Dios mío...Muy limpio eres de ojos para ver el mal, ni puedes ver el agravio; ¿por qué ves a los menospreciadores, y callas cuando destruye el impío al más justo que él? Habacuc 1:12-13
Uno de los principales reproches que los hombres le hacen a Dios es que no les impide que se dañen unos a otros y que parece tolerar la injusticia. "Si Dios existiese -dicen los incrédulos- ¿permitiría las guerras, los dramas sociales y los sufrimientos padecidos por niños inocentes?"
A veces, los mismos creyentes se desalientan, diciendo: ¿Cómo es posible que las desdichas alcancen indistintamente a los justos y a los injustos? ¿No reconoce Dios a los suyos?

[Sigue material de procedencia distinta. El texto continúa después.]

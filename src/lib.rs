/// AI Post Bot Library
///
/// Core functionality of the scheduled posting bot: configuration, the daily
/// scheduler, the retry wrapper, content generation with fallbacks, and
/// publishing to Telegram.

pub mod bot;
pub mod config;
pub mod content;
pub mod fallback;
pub mod gemini;
pub mod http_server;
pub mod placeholder;
pub mod publisher;
pub mod retry;
pub mod scheduler;
pub mod telegram;
pub mod topics;
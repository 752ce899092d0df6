/// Posting bot module
///
/// Connects the pieces of one scheduled run: topic selection, content
/// generation and publishing. Also wires up the production clients from the
/// configuration.

use anyhow::{Context, Result};
use async_trait::async_trait;
use std::sync::Arc;

use crate::config::{Config, Credentials};
use crate::content::ContentGenerator;
use crate::gemini::GeminiClient;
use crate::placeholder::PlaceholderImage;
use crate::publisher::Publisher;
use crate::scheduler::ScheduledTask;
use crate::telegram::{build_bot, verify_bot, TelegramChannel};
use crate::topics::TopicSelector;

/// Result of one "generate and post" run
#[derive(Debug, Clone, PartialEq, Eq)]
pub struct PostOutcome {
    pub topic: String,
    pub with_image: bool,
    pub published: bool,
}

pub struct PostingBot {
    topics: TopicSelector,
    generator: ContentGenerator,
    publisher: Publisher,
}

impl PostingBot {
    pub fn new(topics: TopicSelector, generator: ContentGenerator, publisher: Publisher) -> Self {
        Self {
            topics,
            generator,
            publisher,
        }
    }

    /// Build the production bot: Gemini for content, Telegram for publishing
    pub fn from_config(config: &Config, credentials: &Credentials) -> Result<Self> {
        let topics = TopicSelector::new(config.topics.clone()).context("Topic list is empty")?;

        let gemini = GeminiClient::new(
            &config.gemini_api_url,
            &credentials.google_api_key,
            &config.gemini_text_model,
            &config.gemini_image_model,
            config.request_timeout,
            config.retry,
        )
        .context("Failed to create Gemini client")?;

        let placeholder = PlaceholderImage::load(&config.placeholder_font);
        let generator = ContentGenerator::with_gemini(Arc::new(gemini), placeholder);

        let channel = TelegramChannel::new(
            &config.telegram_api_url,
            &credentials.telegram_bot_token,
            &credentials.telegram_channel_id,
            config.request_timeout,
        )
        .context("Failed to create Telegram client")?;
        let publisher = Publisher::new(Arc::new(channel), config.retry);

        log::info!(
            "AI Post Bot initialized: {} topics, posting to {}",
            topics.topics().len(),
            credentials.telegram_channel_id
        );

        Ok(Self::new(topics, generator, publisher))
    }

    /// Pick a topic, generate the post and publish it
    pub async fn generate_and_post(&self) -> PostOutcome {
        let topic = self.topics.pick().to_string();
        log::info!("Generating post for topic: {}", topic);

        let content = self.generator.generate(&topic).await;
        let with_image = content.image.is_some();
        if !with_image {
            log::warn!("No image available, posting text only");
        }

        let published = self.publisher.publish(&content).await;
        if published {
            log::info!("Post generated and published successfully");
        } else {
            log::error!("Failed to publish post");
        }

        PostOutcome {
            topic,
            with_image,
            published,
        }
    }
}

#[async_trait]
impl ScheduledTask for PostingBot {
    async fn run(&self) -> Result<()> {
        let outcome = self.generate_and_post().await;
        if !outcome.published {
            anyhow::bail!("post about '{}' was not delivered", outcome.topic);
        }
        Ok(())
    }
}

/// Check the bot token against the Telegram API. Failures are only logged:
/// a network hiccup at boot should not disable the whole day of posts.
pub async fn check_bot_credentials(config: &Config, credentials: &Credentials) {
    let bot = match build_bot(
        &config.telegram_api_url,
        &credentials.telegram_bot_token,
        config.request_timeout,
    ) {
        Ok(bot) => bot,
        Err(e) => {
            log::error!("Failed to create Telegram bot: {:#}", e);
            return;
        }
    };

    match verify_bot(&bot, &config.retry).await {
        Ok(username) => log::info!("Bot started: @{}", username),
        Err(e) => log::error!("Failed to connect to Telegram API: {}", e),
    }
}

#[cfg(test)]
mod tests {
    use super::*;
    use crate::content::{CannedText, GeneratedImage, GenerationError, ImageRequest};
    use crate::fallback::{FallbackChain, Strategy};
    use crate::retry::RetryPolicy;
    use crate::telegram::{ChannelApi, PublishError};
    use std::sync::Mutex;

    #[derive(Default)]
    struct Captions(Mutex<Vec<String>>);

    #[async_trait]
    impl ChannelApi for Captions {
        async fn send_photo(&self, _: &GeneratedImage, caption: &str) -> Result<(), PublishError> {
            self.0.lock().unwrap().push(caption.to_string());
            Ok(())
        }

        async fn send_text(&self, _: &str) -> Result<(), PublishError> {
            Err(PublishError::InvalidUpload("text not expected".to_string()))
        }
    }

    struct TinyImage;

    #[async_trait]
    impl Strategy<ImageRequest, GeneratedImage> for TinyImage {
        fn name(&self) -> &str {
            "tiny"
        }

        async fn attempt(&self, _: &ImageRequest) -> Result<GeneratedImage, GenerationError> {
            Ok(GeneratedImage {
                bytes: vec![0],
                mime_type: "image/png".to_string(),
                file_name: "image.png".to_string(),
            })
        }
    }

    struct Rejecting;

    #[async_trait]
    impl ChannelApi for Rejecting {
        async fn send_photo(&self, _: &GeneratedImage, _: &str) -> Result<(), PublishError> {
            Err(PublishError::InvalidUpload("rejected".to_string()))
        }

        async fn send_text(&self, _: &str) -> Result<(), PublishError> {
            Err(PublishError::InvalidUpload("rejected".to_string()))
        }
    }

    fn bot_with(channel: Arc<dyn ChannelApi>) -> PostingBot {
        PostingBot::new(
            TopicSelector::new(vec!["Rust".to_string()]).unwrap(),
            ContentGenerator::new(
                FallbackChain::new().then(CannedText),
                FallbackChain::new().then(TinyImage),
            ),
            Publisher::new(channel, RetryPolicy::default()),
        )
    }

    #[tokio::test]
    async fn undelivered_post_fails_the_scheduled_run() {
        let bot = bot_with(Arc::new(Rejecting));

        let err = bot.run().await.unwrap_err();
        assert!(err.to_string().contains("Rust"));
    }

    #[tokio::test]
    async fn delivered_post_completes_the_scheduled_run() {
        let bot = bot_with(Arc::new(Captions::default()));
        assert!(bot.run().await.is_ok());
    }

    #[tokio::test]
    async fn run_posts_fallback_text_with_image() {
        let channel = Arc::new(Captions::default());
        let bot = PostingBot::new(
            TopicSelector::new(vec!["Rust".to_string()]).unwrap(),
            ContentGenerator::new(
                FallbackChain::new().then(CannedText),
                FallbackChain::new().then(TinyImage),
            ),
            Publisher::new(channel.clone(), RetryPolicy::default()),
        );

        let outcome = bot.generate_and_post().await;

        assert_eq!(
            outcome,
            PostOutcome {
                topic: "Rust".to_string(),
                with_image: true,
                published: true,
            }
        );
        let captions = channel.0.lock().unwrap();
        assert_eq!(captions.len(), 1);
        assert!(captions[0].contains("Rust"));
    }
}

Este grave problema atormentaba a Asaf, el autor del Salmo 73. La contestación le fue dada cuando entró "en el santuario de Dios". Entonces dice él, "comprendí el fin de ellos" (v. 3-17).
De la experiencia de Asaf retengamos dos verdades capitales. En primer lugar, no podemos entender los secretos de Dios si no entramos primeramente es su santuario o, dicho de otro modo, si no permanecemos humildemente ante ÉL para recoger sus pensamientos y no para discutir de igual a igual.
En segundo lugar, hay un fin en vista del cual se cumple todo el plan divino. El silencio de Dios nunca es indiferencia y, menos aún, impotencia. Es paciencia. ÉL controla todo lo que el hombre hace y se sirve de ello para el cumplimiento de sus misteriosos propósitos.
¡Así ocurrió con la cruz! ¿Ha habido un momento de la historia de la humanidad en el cual el silencio de Dios sea más difícil de comprender? ¡Los hombres crucifican a Su propio Hijo y ÉL les deja hacerlo! Pero, precisamente por medio de este crimen, la humanidad iba a ser rescatada y el amor de Dios iba a expresarse de la más maravillosa manera hacia todos nosotros.